Hintergrund: Soweit die Finanzbehörde eine Steuer vorläufig festgesetzt hat, kann sie die Festsetzung aufheben oder ändern. Wenn die Ungewissheit beseitigt ist, ist eine vorläufige Steuerfestsetzung aufzuheben, zu ändern oder für endgültig zu erklären; eine ausgesetzte Steuerfestsetzung ist nachzuholen. In den Fällen des § 165 Abs. 1 Satz 2 muss eine vorläufige Steuerfestsetzung nach § 165 Abs. 2 Satz 2 nur auf Antrag des Steuerpflichtigen für endgültig erklärt werden, wenn sie nicht aufzuheben oder zu ändern ist (§ 164 Abs. 2 Satz 1, 2 und 4 AO).
Nach § 9 Abs. 6 Satz 1 und 2 EStG sind Aufwendungen des Steuerpflichtigen für seine Berufsausbildung oder für sein Studium nur dann Werbungskosten, wenn der Steuerpflichtige zuvor bereits eine Erstausbildung (Berufsausbildung oder Studium) abgeschlossen hat oder wenn die Berufsausbildung oder das Studium im Rahmen eines Dienstverhältnisses statfindet. Eine Berufsausbildung als Erstausbildung nach Satz 1 liegt vor, wenn eine geordnete Ausbildung mit einer Mindestdauer von 12 Monaten bei vollzeitiger Ausbildung und mit einer Abschlussprüfung durchgeführt wird.
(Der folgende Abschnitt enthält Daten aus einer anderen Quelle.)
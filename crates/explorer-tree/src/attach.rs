#![forbid(unsafe_code)]

//! Wiring a controller to a key-listener registry.
//!
//! [`KeyboardNavigation::attach`] subscribes the controller's key handler
//! and hands back a value that owns the subscription. Dropping it (the tree
//! instance going away) unsubscribes.

use std::cell::RefCell;
use std::rc::Rc;

use explorer_core::event::TargetedKeyEvent;
use explorer_core::listeners::{KeyListeners, ListenerGuard};
use web_time::Instant;

use crate::controller::ExpansionController;
use crate::highlight::NavigationHost;

/// An active keyboard subscription for one tree instance.
#[derive(Debug)]
#[must_use = "dropping KeyboardNavigation detaches the key handler"]
pub struct KeyboardNavigation {
    guard: ListenerGuard<TargetedKeyEvent>,
}

impl KeyboardNavigation {
    /// Subscribe `controller` to `listeners`, timestamping events with the
    /// wall clock.
    pub fn attach<H>(
        listeners: &KeyListeners<TargetedKeyEvent>,
        controller: Rc<RefCell<ExpansionController>>,
        host: Rc<RefCell<H>>,
    ) -> Self
    where
        H: NavigationHost + ?Sized + 'static,
    {
        Self::attach_with_clock(listeners, controller, host, Instant::now)
    }

    /// Like [`attach`](Self::attach), with an injected clock.
    ///
    /// An event that arrives while the controller or host is already
    /// borrowed (a host callback dispatching another key) is dropped.
    pub fn attach_with_clock<H, C>(
        listeners: &KeyListeners<TargetedKeyEvent>,
        controller: Rc<RefCell<ExpansionController>>,
        host: Rc<RefCell<H>>,
        clock: C,
    ) -> Self
    where
        H: NavigationHost + ?Sized + 'static,
        C: Fn() -> Instant + 'static,
    {
        let guard = listeners.subscribe(move |event: &TargetedKeyEvent| {
            let (Ok(mut controller), Ok(mut host)) =
                (controller.try_borrow_mut(), host.try_borrow_mut())
            else {
                tracing::trace!(message = "tree.key.reentrant");
                return;
            };
            controller.handle_key(event, clock(), &mut *host);
        });
        Self { guard }
    }

    /// Whether the handler is still registered.
    #[must_use]
    pub fn is_attached(&self) -> bool {
        self.guard.is_active()
    }

    /// Unsubscribe now. Equivalent to dropping the value.
    pub fn detach(self) {}
}
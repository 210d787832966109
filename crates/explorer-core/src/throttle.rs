#![forbid(unsafe_code)]

//! Leading-edge time-window throttle for key handling.
//!
//! Some hosts cannot tell a held key from repeated presses, so key
//! handlers gate themselves: the first event in a window is handled, every
//! other event that arrives before the window elapses is dropped.
//!
//! Time is passed in by the caller, which keeps the throttle deterministic
//! under test.
//!
//! ```
//! use explorer_core::throttle::Throttle;
//! use web_time::{Duration, Instant};
//!
//! let mut throttle = Throttle::new(Duration::from_millis(60));
//! let t0 = Instant::now();
//! assert!(throttle.try_acquire(t0));
//! assert!(!throttle.try_acquire(t0 + Duration::from_millis(10)));
//! assert!(throttle.try_acquire(t0 + Duration::from_millis(60)));
//! ```

use web_time::{Duration, Instant};

/// Admits at most one event per window.
///
/// A zero window admits everything.
#[derive(Debug, Clone)]
pub struct Throttle {
    window: Duration,
    last_admitted: Option<Instant>,
    dropped: u64,
}

impl Throttle {
    /// Create a throttle with the given window.
    #[must_use]
    pub const fn new(window: Duration) -> Self {
        Self {
            window,
            last_admitted: None,
            dropped: 0,
        }
    }

    /// The configured window.
    #[must_use]
    pub const fn window(&self) -> Duration {
        self.window
    }

    /// Number of events dropped since creation or the last [`reset`](Self::reset).
    #[must_use]
    pub const fn dropped(&self) -> u64 {
        self.dropped
    }

    /// Try to admit an event at `now`.
    ///
    /// Returns `true` and opens a new window when the previous window has
    /// elapsed; returns `false` otherwise. Clocks that step backwards are
    /// treated as "no time elapsed".
    pub fn try_acquire(&mut self, now: Instant) -> bool {
        if self.window.is_zero() {
            self.last_admitted = Some(now);
            return true;
        }
        if let Some(last) = self.last_admitted
            && now.saturating_duration_since(last) < self.window
        {
            self.dropped = self.dropped.saturating_add(1);
            return false;
        }
        self.last_admitted = Some(now);
        true
    }

    /// Forget the current window.
    pub fn reset(&mut self) {
        self.last_admitted = None;
        self.dropped = 0;
    }
}
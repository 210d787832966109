#![forbid(unsafe_code)]

//! Arg coercion for story controls.
//!
//! Controls hand back loosely typed values (mostly strings). Given the
//! declared arg types of a story, [`map_args_to_types`] produces values of
//! the declared types, recursing through nested objects and arrays and
//! dropping anything undeclared or not representable (functions).
//!
//! # Example
//!
//! ```
//! use explorer_args::{map_args_to_types, parse_args, parse_schema, ArgValue};
//!
//! let schema = parse_schema(r#"{
//!     "count":   { "type": { "name": "number" } },
//!     "visible": { "type": { "name": "boolean" } },
//!     "onClick": { "type": { "name": "function" } }
//! }"#).unwrap();
//! let raw = parse_args(r#"{ "count": "3", "visible": "true", "onClick": "x", "extra": 1 }"#).unwrap();
//!
//! let args = map_args_to_types(&raw, &schema);
//! assert_eq!(args["count"], ArgValue::Number(3.0));
//! assert_eq!(args["visible"], ArgValue::Bool(true));
//! assert_eq!(args.len(), 2);
//! ```

pub mod coerce;
pub mod error;
pub mod types;
pub mod value;

pub use coerce::{coerce_value, map_args_to_types, parse_args};
pub use error::ArgsError;
pub use types::{ArgSchema, ArgType, FieldTypes, TypeDescriptor, parse_schema};
pub use value::{ArgMap, ArgValue};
Sachverhalt: Die Klägerin studierte nach einer dreimonatigen Ausbildung zur Rettungssanitäterin in den Jahren 2011 bis 2016 Medizin. In ihren Einkommensteuererklärungen für die Streitjahre 2015 und 2016 machte sie die Kosten hierfür als (vorab entstandene) Werbungskosten (Ausbildungskosten) nach § 9 Abs. 6 EStG geltend.
Abweichend von der gesetzlichen Regelung des § 9 Abs. 6 EStG, der eine Mindestdauer der Erstausbildung von zwölf Monaten vorsieht, erkannte das FA die Aufwendungen als Werbungskosten für eine Zweitausbildung an. Die Bescheide ergingen hinsichtlich der Abziehbarkeit der Aufwendungen für eine Berufsausbildung unter einem Vorläufigkeitsvermerk gemäß § 165 Abs. 1 Satz 2 Nr. 3 AO. Im Vorläufigkeitsvermerk wurde ausgeführt, die Vorläufigkeitserklärung erfasse die Frage, ob § 4 Abs. 9, § 9 Abs. 6 EStG mit höherrangigem Recht vereinbar sei.
Nachdem das BVerfG mit Beschluss v. 19.11.2019 - 2 BvL 22/14, 2 BvL 23/14, 2 BvL 24/14, 2 BvL 25/14, 2 BvL 26/14, 2 BvL 27/14 entschieden hatte, dass § 9 Abs. 6 EStG verfassungsgemäß sei, änderte das FA im Jahr 2021 die Einkommensteuerbescheide der Streitjahre nach § 165 Abs. 1 Satz 2 Nr. 3 i.V.m. Abs. 2 AO und erkannte die Aufwendungen nun nicht mehr an. Die ursprünglichen Steuerfestsetzungen der Streitjahre seien daher zu Lasten der Klägerin zu ändern.
Die hiergegen gerichtete Klage hatte in erster Instanz Erfolg (FG Köln, Urteil v. 12.7.2023 - 3 K 1356/22).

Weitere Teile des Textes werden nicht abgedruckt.